Logsdon drove to the shopping center, fatally shot two people in the parking lot and wounded seven others outside Target, then went inside the mall where he was killed by police, authorities said.
The victims shot to death were Leslie N. Ballew, 33, of Kansas City, and Luke A. Nilges, 30, of Shawnee, Kan. Corwin said they appeared to be random victims and did not know Logsdon.
The Target store was closed Monday. Target said in a statement that it ``expressed its deepest sympathies to the families of those affected by yesterday's tragic situation at the Ward Parkway Mall.''
The company said Logsdon was a former ``team member'' at the store and that ``he left on his own accord'' in November. No further details about his employment were provided.
Logsdon's sister, Kathryn Cagg, said her brother was mentally ill and an alcoholic. She said the family was concerned he would commit suicide in October 2005 and had taken him for treatment, but he was released after six hours.
At a news conference, she also apologized to the victims' families but did not take questions.
``When a tragedy like this occurs, we want to understand the reasons,'' Cagg said. ``There is no way to understand this senseless act and so we must, we must turn it over to God.''
Beyond saying that Logsdon had been denied private security certification, investigators on Monday did not address possible motives.

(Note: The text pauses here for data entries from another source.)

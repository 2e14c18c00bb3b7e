use axum::{
    Router,
    extract::Json,
    http::{StatusCode, header},
    response::{IntoResponse, Response},
    routing::{get, post},
};
use clap::{Parser, ValueEnum};
use serde::{Deserialize, Serialize};
use std::net::SocketAddr;
use std::path::PathBuf;
use tokio::net::TcpListener;
use tracing::{error, info};

use crate::core::{
    AggregationPolicy, Bucket, BucketSet, ReturnFactorTable, SeedPolicy, SimulationConfig,
    run_study,
};

#[derive(Copy, Clone, Debug, Eq, PartialEq, ValueEnum)]
enum CliSeedPolicy {
    Unit,
    LowestCost,
}

impl From<CliSeedPolicy> for SeedPolicy {
    fn from(value: CliSeedPolicy) -> Self {
        match value {
            CliSeedPolicy::Unit => SeedPolicy::Unit,
            CliSeedPolicy::LowestCost => SeedPolicy::LowestCost,
        }
    }
}

impl From<SeedPolicy> for CliSeedPolicy {
    fn from(value: SeedPolicy) -> Self {
        match value {
            SeedPolicy::Unit => CliSeedPolicy::Unit,
            SeedPolicy::LowestCost => CliSeedPolicy::LowestCost,
        }
    }
}

#[derive(Debug, Default, Deserialize)]
#[serde(default, rename_all = "camelCase")]
struct SimulatePayload {
    factor_columns: Option<Vec<String>>,
    factor_rows: Option<Vec<Vec<f64>>>,
    months: Option<Vec<u32>>,
    first_month: Option<u32>,
    min_horizon: Option<u32>,
    max_horizon: Option<u32>,
    start_month: Option<u32>,
    end_month: Option<u32>,
    buckets: Option<Vec<String>>,
    blend_step: Option<u8>,
    rounding_precision: Option<u32>,
    seed_policy: Option<SeedPolicy>,
    no_decrease_rule: Option<bool>,
    year_one_offset: Option<f64>,
    no_year_one_offset: Option<bool>,
    unit_horizon_drop: Option<usize>,
    no_unit_horizon_drop: Option<bool>,
    parallel: Option<bool>,
    include_audit: Option<bool>,
}

#[derive(Debug, Clone, Parser)]
#[command(
    name = "glidepath",
    about = "Lowest-cost glide path study over historical monthly return factors"
)]
pub struct Cli {
    #[arg(long, help = "CSV of annual return factors, one column per bucket label")]
    factors: Option<PathBuf>,
    #[arg(long, default_value_t = 1)]
    min_horizon: u32,
    #[arg(long, default_value_t = 41)]
    max_horizon: u32,
    #[arg(long, help = "First starting month (inclusive); requires --end-month")]
    start_month: Option<u32>,
    #[arg(long, help = "Last starting month (inclusive); requires --start-month")]
    end_month: Option<u32>,
    #[arg(
        long,
        value_delimiter = ',',
        help = "Restrict the study to these buckets, e.g. 100E,60E,100F"
    )]
    buckets: Vec<String>,
    #[arg(
        long,
        help = "Derive blended buckets from the 100E and 100F columns in steps of this percentage"
    )]
    blend_step: Option<u8>,
    #[arg(long, default_value_t = 1)]
    rounding_precision: u32,
    #[arg(long, value_enum, default_value_t = CliSeedPolicy::Unit)]
    seed_policy: CliSeedPolicy,
    #[arg(long, help = "Allow the glide plan to lower equity as the horizon grows")]
    no_ratchet_plan: bool,
    #[arg(long, default_value_t = 1.0, help = "Added to the year-1 total of every horizon")]
    year_one_offset: f64,
    #[arg(long)]
    no_year_one_offset: bool,
    #[arg(
        long,
        default_value_t = 12,
        help = "Latest starting months left out of the horizon-1 summary"
    )]
    unit_horizon_drop: usize,
    #[arg(long)]
    no_unit_horizon_drop: bool,
    #[arg(long, help = "Simulate starting months on one thread")]
    sequential: bool,
    #[arg(long)]
    include_audit: bool,
    #[arg(long, help = "Write the JSON report here instead of stdout")]
    output: Option<PathBuf>,
}

#[derive(Debug)]
struct ApiRequest {
    table: ReturnFactorTable,
    config: SimulationConfig,
}

#[derive(Debug, Serialize)]
struct ErrorResponse {
    error: String,
}

#[derive(Debug, Serialize)]
struct HealthResponse {
    status: &'static str,
}

fn build_config(cli: &Cli) -> Result<SimulationConfig, String> {
    if cli.min_horizon == 0 {
        return Err("--min-horizon must be >= 1".to_string());
    }

    if cli.max_horizon < cli.min_horizon {
        return Err("--max-horizon must be >= --min-horizon".to_string());
    }

    let start_months = match (cli.start_month, cli.end_month) {
        (None, None) => None,
        (Some(start), Some(end)) if start <= end => Some((start, end)),
        (Some(_), Some(_)) => return Err("--end-month must be >= --start-month".to_string()),
        (Some(_), None) => return Err("--start-month requires --end-month".to_string()),
        (None, Some(_)) => return Err("--end-month requires --start-month".to_string()),
    };

    let buckets = if cli.buckets.is_empty() {
        None
    } else {
        let parsed = cli
            .buckets
            .iter()
            .map(|raw| raw.parse::<Bucket>().map_err(|e| format!("--buckets: {e}")))
            .collect::<Result<Vec<_>, _>>()?;
        Some(parsed)
    };

    if let Some(step) = cli.blend_step {
        if step == 0 || 100 % step != 0 {
            return Err("--blend-step must be a divisor of 100".to_string());
        }
    }

    if cli.rounding_precision > 9 {
        return Err("--rounding-precision must be between 0 and 9".to_string());
    }

    if !cli.year_one_offset.is_finite() {
        return Err("--year-one-offset must be a finite number".to_string());
    }

    Ok(SimulationConfig {
        min_horizon: cli.min_horizon,
        max_horizon: cli.max_horizon,
        start_months,
        buckets,
        blend_step_pct: cli.blend_step,
        rounding_precision: cli.rounding_precision,
        seed_policy: cli.seed_policy.into(),
        no_decrease_rule: !cli.no_ratchet_plan,
        aggregation: AggregationPolicy {
            year_one_total_offset: (!cli.no_year_one_offset).then_some(cli.year_one_offset),
            unit_horizon_trailing_drop: (!cli.no_unit_horizon_drop)
                .then_some(cli.unit_horizon_drop),
        },
        parallel: !cli.sequential,
        include_audit: cli.include_audit,
    })
}

/// One-shot run: load the factor CSV, run the study and emit the report.
pub fn run_cli() -> Result<(), String> {
    let cli = Cli::parse();
    let config = build_config(&cli)?;
    let path = cli
        .factors
        .as_ref()
        .ok_or_else(|| "--factors is required".to_string())?;

    let table = ReturnFactorTable::from_csv_path(path)
        .map_err(|e| format!("failed to load {}: {e}", path.display()))?;
    let report = run_study(&table, &config).map_err(|e| e.to_string())?;
    let json = serde_json::to_string_pretty(&report)
        .map_err(|e| format!("failed to serialize report: {e}"))?;

    match &cli.output {
        Some(out) => {
            std::fs::write(out, json)
                .map_err(|e| format!("failed to write {}: {e}", out.display()))?;
            info!(path = %out.display(), "wrote study report");
        }
        None => println!("{json}"),
    }
    Ok(())
}

fn router() -> Router {
    Router::new()
        .route("/api/health", get(health_handler))
        .route("/api/simulate", post(simulate_post_handler))
        .fallback(not_found_handler)
}

pub async fn run_http_server(port: u16) -> std::io::Result<()> {
    let addr = SocketAddr::from(([0, 0, 0, 0], port));
    let listener = TcpListener::bind(addr).await?;
    info!(%addr, "glidepath HTTP API listening");
    info!("local access: http://127.0.0.1:{port}/api/health");

    axum::serve(listener, router()).await
}

async fn health_handler() -> Response {
    json_response(StatusCode::OK, HealthResponse { status: "ok" })
}

async fn not_found_handler() -> Response {
    error_response(StatusCode::NOT_FOUND, "Not found")
}

async fn simulate_post_handler(Json(payload): Json<SimulatePayload>) -> Response {
    simulate_handler_impl(payload).await
}

async fn simulate_handler_impl(payload: SimulatePayload) -> Response {
    let request = match api_request_from_payload(payload) {
        Ok(request) => request,
        Err(msg) => return error_response(StatusCode::BAD_REQUEST, &msg),
    };

    let study = move || run_study(&request.table, &request.config);
    let joined = tokio::task::spawn_blocking(study).await;
    match joined {
        Ok(Ok(report)) => json_response(StatusCode::OK, report),
        Ok(Err(e)) => error_response(StatusCode::BAD_REQUEST, &e.to_string()),
        Err(e) => {
            error!(error = %e, "simulation task failed");
            error_response(StatusCode::INTERNAL_SERVER_ERROR, "simulation task failed")
        }
    }
}

fn json_response<T: Serialize>(status: StatusCode, body: T) -> Response {
    let mut response = (status, Json(body)).into_response();
    response.headers_mut().insert(
        header::CACHE_CONTROL,
        header::HeaderValue::from_static("no-store"),
    );
    response
}

fn error_response(status: StatusCode, msg: &str) -> Response {
    json_response(
        status,
        ErrorResponse {
            error: msg.to_string(),
        },
    )
}

#[cfg(test)]
fn api_request_from_json(json: &str) -> Result<ApiRequest, String> {
    let payload = serde_json::from_str::<SimulatePayload>(json)
        .map_err(|e| format!("Invalid API JSON payload: {e}"))?;
    api_request_from_payload(payload)
}

fn api_request_from_payload(payload: SimulatePayload) -> Result<ApiRequest, String> {
    let mut cli = default_cli_for_api();

    if let Some(v) = payload.min_horizon {
        cli.min_horizon = v;
    }
    if let Some(v) = payload.max_horizon {
        cli.max_horizon = v;
    }
    if payload.start_month.is_some() {
        cli.start_month = payload.start_month;
    }
    if payload.end_month.is_some() {
        cli.end_month = payload.end_month;
    }
    if let Some(v) = payload.buckets {
        cli.buckets = v;
    }
    if payload.blend_step.is_some() {
        cli.blend_step = payload.blend_step;
    }
    if let Some(v) = payload.rounding_precision {
        cli.rounding_precision = v;
    }
    if let Some(v) = payload.seed_policy {
        cli.seed_policy = v.into();
    }
    if let Some(v) = payload.no_decrease_rule {
        cli.no_ratchet_plan = !v;
    }
    if let Some(v) = payload.year_one_offset {
        cli.year_one_offset = v;
    }
    if let Some(v) = payload.no_year_one_offset {
        cli.no_year_one_offset = v;
    }
    if let Some(v) = payload.unit_horizon_drop {
        cli.unit_horizon_drop = v;
    }
    if let Some(v) = payload.no_unit_horizon_drop {
        cli.no_unit_horizon_drop = v;
    }
    if let Some(v) = payload.parallel {
        cli.sequential = !v;
    }
    if let Some(v) = payload.include_audit {
        cli.include_audit = v;
    }

    let config = build_config(&cli).map_err(|e| payload_message(&e))?;

    let columns = payload
        .factor_columns
        .ok_or_else(|| "factorColumns is required".to_string())?;
    let rows = payload
        .factor_rows
        .ok_or_else(|| "factorRows is required".to_string())?;
    let buckets = BucketSet::from_labels(&columns).map_err(|e| e.to_string())?;

    let table = match payload.months {
        Some(months) => {
            if months.len() != rows.len() {
                return Err(format!(
                    "months has {} entries but factorRows has {}",
                    months.len(),
                    rows.len()
                ));
            }
            ReturnFactorTable::from_keyed_rows(buckets, months.into_iter().zip(rows).collect())
        }
        None => ReturnFactorTable::new(buckets, payload.first_month.unwrap_or(0), rows),
    }
    .map_err(|e| e.to_string())?;

    Ok(ApiRequest { table, config })
}

/// Rewrites `--flag-name` tokens of a CLI message as `flag name` for JSON
/// callers. Hyphens anywhere else in the message are kept.
fn payload_message(message: &str) -> String {
    message
        .split(' ')
        .map(|word| match word.strip_prefix("--") {
            Some(flag) => flag.replace('-', " "),
            None => word.to_string(),
        })
        .collect::<Vec<_>>()
        .join(" ")
}

fn default_cli_for_api() -> Cli {
    Cli {
        factors: None,
        min_horizon: 1,
        max_horizon: 41,
        start_month: None,
        end_month: None,
        buckets: Vec::new(),
        blend_step: None,
        rounding_precision: 1,
        seed_policy: CliSeedPolicy::Unit,
        no_ratchet_plan: false,
        year_one_offset: 1.0,
        no_year_one_offset: false,
        unit_horizon_drop: 12,
        no_unit_horizon_drop: false,
        sequential: false,
        include_audit: false,
        output: None,
    }
}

The Kansas City Star reported in Tuesday editions that some of his troubles apparently stemmed from neighborhood complaints against Logsdon last year that led to codes enforcement violations for an overgrown lawn and a motor home in his driveway. He ignored them.
The violations led to $250 in fines and two warrants carrying $50 in fees, The Star said.
Corwin said bomb squad crews were called to Logsdon's home Monday after police reported his house had been ``booby-trapped with a self-made bomb.'' But police later said the device was ``a propane tank with boxes surrounding it'' and was harmless.
Denelle Brown, 41, who lives on the same block as Logsdon, said she knew Logsdon's family and was very close to his mother.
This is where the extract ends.